Polydendrocytes (Ng2 Glia) is an important component in the neurobiology of neurodegenerative diseases. This page provides detailed information about its structure, function, and role in disease processes.
Polydendrocytes, also known as NG2-expressing glial cells or NG2 glia, are a distinct type of glial cell in the central nervous system that serve as oligodendrocyte precursor cells (OPCs). They are critically involved in myelination, demyelinating diseases, and neural circuit modulation.
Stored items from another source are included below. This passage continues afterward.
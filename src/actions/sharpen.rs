//! `sharpen` — unsharp-mask sharpening. Grammar: `sharpen,100` (50–399).
//! Disabled for animated sources.

use super::Action;
use crate::context::ProcessingContext;
use crate::engine::PixelFormat;
use crate::error::{PipelineError, Result};

const HINT: &str = "Sharpen param error, e.g: sharpen,100";

#[derive(Debug, Clone, Copy, PartialEq, Eq)]
pub struct SharpenOpts {
    pub amount: u32,
}

pub struct SharpenAction;

impl SharpenAction {
    pub fn options(params: &[String]) -> Result<SharpenOpts> {
        if params.len() != 2 {
            return Err(PipelineError::invalid(HINT));
        }
        let amount = super::parse_ranged_u32(&params[1], 50, 399, HINT)?;
        Ok(SharpenOpts { amount })
    }
}

impl Action for SharpenAction {
    fn name(&self) -> &'static str {
        "sharpen"
    }

    fn validate(&self, params: &[String]) -> Result<()> {
        Self::options(params).map(|_| ())
    }

    fn before_process(&self, ctx: &mut ProcessingContext, _params: &[String], index: usize) {
        if ctx.info.format == PixelFormat::Gif {
            ctx.mask.disable(index);
        }
    }

    fn process(&self, ctx: &mut ProcessingContext, params: &[String]) -> Result<()> {
        let opt = Self::options(params)?;
        let sigma = opt.amount as f32 / 100.0;
        ctx.engine
            .sharpen(&mut ctx.handle, sigma, 0)
            .map_err(|e| PipelineError::engine(self.name(), e))
    }
}

#[cfg(test)]
mod tests {
    use super::*;
    use crate::test_helpers::params;

    #[test]
    fn accepts_the_documented_range() {
        assert_eq!(
            SharpenAction::options(&params("sharpen,100")).unwrap().amount,
            100
        );
        assert!(SharpenAction::options(&params("sharpen,50")).is_ok());
        assert!(SharpenAction::options(&params("sharpen,399")).is_ok());
    }

    #[test]
    fn rejects_out_of_range() {
        assert!(SharpenAction::options(&params("sharpen,49")).is_err());
        assert!(SharpenAction::options(&params("sharpen,400")).is_err());
        assert!(SharpenAction::options(&params("sharpen")).is_err());
    }
}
Polydendrocytes are specialized neurons in the brain that play important roles in neurological function and are relevant to neurodegenerative diseases. These neurons are involved in critical processes such as neurotransmitter regulation, autonomic control, or sensory processing.
Dysfunction or degeneration of these neurons contributes to the pathogenesis of Alzheimer's disease, Parkinson's disease, and related neurodegenerative disorders through effects on neurotransmitter systems, cellular metabolism, or neural circuit function.
Polydendrocytes are distributed throughout gray and white matter of the CNS. They have small cell bodies with multiple branching processes that ensheath neurons and blood vessels. Unlike mature oligodendrocytes, they retain their NG2 (nerve/glial antigen 2) proteoglycan expression.
The defining marker is chondroitin sulfate proteoglycan 4 (NG2), which gives these cells their name.
Express platelet-derived growth factor receptor alpha, the receptor for PDGF-A.
Express the transcription factor Olig2, shared with oligodendrocyte lineage.
Polydendrocytes are the primary source of new oligodendrocytes throughout life, contributing to continuous myelination and remyelination after injury.
Recent research shows polydendrocytes form synapses with neurons and modulate neural circuit activity through ATP release.
The study of Polydendrocytes (Ng2 Glia) has evolved significantly over the past decades. Research in this area has revealed important insights into the underlying mechanisms of neurodegeneration and continues to drive therapeutic development.
Historical context and key discoveries in this field have shaped our current understanding and will continue to guide future research directions.